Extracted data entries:
/// Sends rendered claim text out to the social platform. The production
/// implementor wraps the real API client and its credentials;
/// [`LogPoster`] stands in everywhere else.
pub trait Poster {
    /// Post the text, returning the platform's identifier for the new post.
    fn post(&self, text: &str) -> anyhow::Result<String>;
}

/// Logs the text instead of posting it.
pub struct LogPoster;

impl Poster for LogPoster {
    fn post(&self, text: &str) -> anyhow::Result<String> {
        log::info!("dry run, not posting:\n{text}");
        Ok("dry-run".to_string())
    }
}
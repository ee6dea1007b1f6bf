//! One batch run: gate on the posting window, load and filter the current
//! expense set, pick an unpublished claim, post it, record it.

use chrono::{DateTime, Datelike, Duration, Local, NaiveTime, Utc};
use rand::Rng;
use serde::Serialize;

use crate::config::Config;
use crate::expense::describe_expenses;
use crate::filter::{filter_expenses, FilterPolicy};
use crate::history::PublishHistory;
use crate::importer::{load_years, year_codes_range, ExpenseSource};
use crate::members::{MemberCache, MemberLookup, NotableMembers};
use crate::poster::Poster;
use crate::render::claim_text;
use crate::select::{choose_unpublished, within_window};

/// Daily window inside which posts go out.
#[derive(Debug, Clone, Copy, PartialEq, Eq)]
pub struct PostingWindow {
    pub start: NaiveTime,
    pub end: NaiveTime,
}

impl PostingWindow {
    pub fn contains(&self, time: NaiveTime) -> bool {
        self.start <= time && time <= self.end
    }
}

/// Structured status of one run, reported to the scheduler.
#[derive(Debug, Clone, Serialize)]
#[serde(tag = "status", rename_all = "snake_case")]
pub enum RunOutcome {
    /// A claim was posted and recorded.
    Posted {
        claim_number: String,
        post_id: String,
    },
    /// Outside the posting window and not forced; nothing was loaded.
    OutsideWindow,
    /// The batch ran but every candidate was already published or out of
    /// the date window.
    NoCandidates,
    /// The post itself failed. The claim is not recorded and stays
    /// eligible for the next run.
    PostFailed {
        claim_number: String,
        error: String,
    },
}

/// Run the job once. `now` is passed in rather than read from the clock so
/// the window gate and date logic stay testable.
#[allow(clippy::too_many_arguments)]
pub fn run<L: MemberLookup>(
    config: &Config,
    source: &dyn ExpenseSource,
    history: &mut dyn PublishHistory,
    poster: &dyn Poster,
    members: &mut MemberCache<L>,
    rng: &mut impl Rng,
    force: bool,
    now: DateTime<Local>,
) -> anyhow::Result<RunOutcome> {
    let window = PostingWindow {
        start: config.post_start,
        end: config.post_end,
    };
    if !force && !window.contains(now.time()) {
        log::info!(
            "{} is outside the posting window {}-{}",
            now.time(),
            window.start,
            window.end
        );
        return Ok(RunOutcome::OutsideWindow);
    }

    let today = now.date_naive();
    let year_codes = year_codes_range(today.year() - config.years_back, today.year());
    let expenses = load_years(source, &year_codes)?;
    log::info!("loaded {}", describe_expenses(&expenses));

    let policy = FilterPolicy {
        always_accept: config.always_accept.clone(),
        notable_members: match &config.notable_members_file {
            Some(path) => NotableMembers::load(path)?,
            None => NotableMembers::default(),
        },
    };
    let candidates = filter_expenses(&expenses, today, &policy, &config.thresholds);
    log::info!("{} after filtering", describe_expenses(&candidates));

    let min_date = today - Duration::weeks(config.max_age_weeks);
    let max_date = today - Duration::weeks(config.min_age_weeks);
    let candidates = within_window(candidates, min_date, max_date);
    log::info!("{} within {min_date}..{max_date}", describe_expenses(&candidates));

    let Some(expense) = choose_unpublished(&candidates, history, rng)? else {
        return Ok(RunOutcome::NoCandidates);
    };
    log::info!("chose {expense}");

    let member = if expense.is_dummy() {
        None
    } else {
        members.member(expense.member_id)
    };
    let text = claim_text(&expense, member);

    let post_id = match poster.post(&text) {
        Ok(post_id) => post_id,
        Err(error) => {
            // Leave the claim unrecorded so it stays eligible next run; a
            // blind retry here risks a duplicate post.
            log::error!("post failed for claim {}: {error:#}", expense.claim_number);
            return Ok(RunOutcome::PostFailed {
                claim_number: expense.claim_number,
                error: format!("{error:#}"),
            });
        }
    };

    history.record(&expense.claim_number, Some(&post_id), Utc::now())?;
    log::info!("posted claim {} as {post_id}", expense.claim_number);
    Ok(RunOutcome::Posted {
        claim_number: expense.claim_number,
        post_id,
    })
}
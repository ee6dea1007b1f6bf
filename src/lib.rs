//! Ingests UK parliamentary expense-claim records, filters them by
//! newsworthiness heuristics, and posts one previously-unposted claim per
//! run. The interesting parts are the percentile threshold generator and
//! the ordered decision rule in [`filter`]; fetching, posting and member
//! lookup sit behind traits so the batch logic stays pure and testable.

pub mod config;
pub mod expense;
pub mod filter;
pub mod history;
pub mod importer;
pub mod job;
pub mod members;
pub mod poster;
pub mod render;
pub mod select;
pub mod thresholds;

// Flat public surface for the domain types and functions.
pub use config::Config;
pub use expense::{describe_expenses, Expense, FIRST_CLASS_TYPES};
pub use filter::{expense_filter, filter_expenses, CategoryShortcut, FilterPolicy};
pub use history::{MemoryHistory, PublishHistory, SqliteHistory};
pub use importer::{
    load_years, parse_date, positive_decimal_or_none, read_expenses, year_code,
    year_codes_range, CsvDirSource, ExpenseSource, ImportError, EXPECTED_FIELDS,
};
pub use job::{PostingWindow, RunOutcome};
pub use members::{Member, MemberCache, MemberLookup, NoLookup, NotableMembers, StaticLookup};
pub use poster::{LogPoster, Poster};
pub use render::{claim_text, expense_text, first_class_claim_text, money_string};
pub use select::{choose_unpublished, within_window};
pub use thresholds::{
    generate_group_thresholds, generate_travel_thresholds, ThresholdMap, ThresholdParams,
};
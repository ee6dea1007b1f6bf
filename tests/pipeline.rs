//! End-to-end run over an in-memory CSV batch: parse, threshold, filter,
//! then drain the candidate pool through selection and history.

use chrono::NaiveDate;
use mpexpenses::{
    choose_unpublished, filter_expenses, read_expenses, Expense, FilterPolicy, MemoryHistory,
    PublishHistory, ThresholdParams, EXPECTED_FIELDS,
};
use rand::rngs::StdRng;
use rand::SeedableRng;
use std::collections::BTreeSet;

const YEAR: &str = "22_23";

fn header() -> String {
    EXPECTED_FIELDS.join(",")
}

#[allow(clippy::too_many_arguments)]
fn row(
    claim: &str,
    date: &str,
    category: &str,
    cost_type: &str,
    short_desc: &str,
    travel: &str,
    mileage: &str,
    amount: &str,
) -> String {
    format!(
        "1234,{YEAR},{date},{claim},A Member,Somewhere,{category},{cost_type},\
         {short_desc},,,,,{travel},,{mileage},{amount},{amount},0,0,Paid,,3,2"
    )
}

fn batch_csv() -> String {
    let mut lines = vec![header()];

    // A stationery group big enough to get a threshold: 10, 20, .. 200,
    // plus one outlier. With 21 samples the 95th percentile lands on 200.
    for i in 1..=20 {
        lines.push(row(
            &format!("22-23-{i:06}"),
            "2023-03-02",
            "Office Costs",
            "Stationery",
            "Paper",
            "",
            "",
            &format!("{}", i * 10),
        ));
    }
    lines.push(row(
        "22-23-OUTLIER",
        "2023-03-02",
        "Office Costs",
        "Stationery",
        "Paper",
        "",
        "",
        "5000.00",
    ));

    // Always newsworthy: first class rail and (by default policy) flights.
    lines.push(row(
        "22-23-FIRST",
        "2023-03-02",
        "MP Travel",
        "Rail",
        "",
        "FIRST RETURN",
        "",
        "50.00",
    ));
    lines.push(row(
        "22-23-FLIGHT",
        "2023-03-02",
        "MP Travel",
        "Air Travel",
        "",
        "",
        "",
        "60.00",
    ));

    // Trivially small claims are notable by policy.
    lines.push(row(
        "22-23-TINY",
        "2023-03-02",
        "Office Costs",
        "Pens",
        "",
        "",
        "",
        "0.99",
    ));

    // Noise that must be dropped: future-dated, the "1" placeholder, and a
    // cheap rail booking fee.
    lines.push(row(
        "22-23-FUTURE",
        "2023-07-01",
        "Office Costs",
        "Misc",
        "",
        "",
        "",
        "999.00",
    ));
    lines.push(row(
        "1",
        "2023-03-02",
        "Office Costs",
        "Misc",
        "",
        "",
        "",
        "999.00",
    ));
    lines.push(row(
        "22-23-FEE",
        "2023-03-02",
        "MP Travel",
        "Rail",
        "Booking Fee",
        "",
        "",
        "1.00",
    ));

    lines.join("\n") + "\n"
}

fn accepted_claims(expenses: &[Expense], today: NaiveDate) -> BTreeSet<String> {
    let params = ThresholdParams {
        top_percentile: 5,
        minimum_count: 20,
    };
    filter_expenses(expenses, today, &FilterPolicy::default(), &params)
        .into_iter()
        .map(|e| e.claim_number)
        .collect()
}

#[test]
fn batch_filters_down_to_the_newsworthy_claims() {
    let expenses = read_expenses(batch_csv().as_bytes()).unwrap();
    assert_eq!(expenses.len(), 27);

    let today = NaiveDate::from_ymd_opt(2023, 6, 1).unwrap();
    let accepted = accepted_claims(&expenses, today);

    let expected: BTreeSet<String> = [
        // 200 sits exactly on the inclusive group cutoff; 5000 is far above.
        "22-23-000020",
        "22-23-OUTLIER",
        "22-23-FIRST",
        "22-23-FLIGHT",
        "22-23-TINY",
    ]
    .into_iter()
    .map(String::from)
    .collect();
    assert_eq!(accepted, expected);
}

#[test]
fn selection_drains_the_pool_without_repeats() {
    let expenses = read_expenses(batch_csv().as_bytes()).unwrap();
    let today = NaiveDate::from_ymd_opt(2023, 6, 1).unwrap();
    let params = ThresholdParams {
        top_percentile: 5,
        minimum_count: 20,
    };
    let candidates = filter_expenses(&expenses, today, &FilterPolicy::default(), &params);

    let mut history = MemoryHistory::new();
    let mut rng = StdRng::seed_from_u64(42);
    let mut posted = Vec::new();

    while let Some(expense) = choose_unpublished(&candidates, &history, &mut rng).unwrap() {
        history
            .record(
                &expense.claim_number,
                Some("post"),
                "2023-06-01T12:00:00Z".parse().unwrap(),
            )
            .unwrap();
        posted.push(expense.claim_number);
    }

    // Every candidate was posted exactly once.
    assert_eq!(posted.len(), candidates.len());
    let unique: BTreeSet<&String> = posted.iter().collect();
    assert_eq!(unique.len(), posted.len());
}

-- Problem to solve --
Take the lines from the start of the records through the line holding "pub struct PostingWindow", both included, and please print them exactly, with nothing else.

-- Exercise result --
/// Sends rendered claim text out to the social platform. The production
/// implementor wraps the real API client and its credentials;
/// [`LogPoster`] stands in everywhere else.
pub trait Poster {
    /// Post the text, returning the platform's identifier for the new post.
    fn post(&self, text: &str) -> anyhow::Result<String>;
}

/// Logs the text instead of posting it.
pub struct LogPoster;

impl Poster for LogPoster {
    fn post(&self, text: &str) -> anyhow::Result<String> {
        log::info!("dry run, not posting:\n{text}");
        Ok("dry-run".to_string())
    }
}
repository ee6dea1007b1f6bf
//! One batch run: gate on the posting window, load and filter the current
//! expense set, pick an unpublished claim, post it, record it.

use chrono::{DateTime, Datelike, Duration, Local, NaiveTime, Utc};
use rand::Rng;
use serde::Serialize;

use crate::config::Config;
use crate::expense::describe_expenses;
use crate::filter::{filter_expenses, FilterPolicy};
use crate::history::PublishHistory;
use crate::importer::{load_years, year_codes_range, ExpenseSource};
use crate::members::{MemberCache, MemberLookup, NotableMembers};
use crate::poster::Poster;
use crate::render::claim_text;
use crate::select::{choose_unpublished, within_window};

/// Daily window inside which posts go out.
#[derive(Debug, Clone, Copy, PartialEq, Eq)]
pub struct PostingWindow {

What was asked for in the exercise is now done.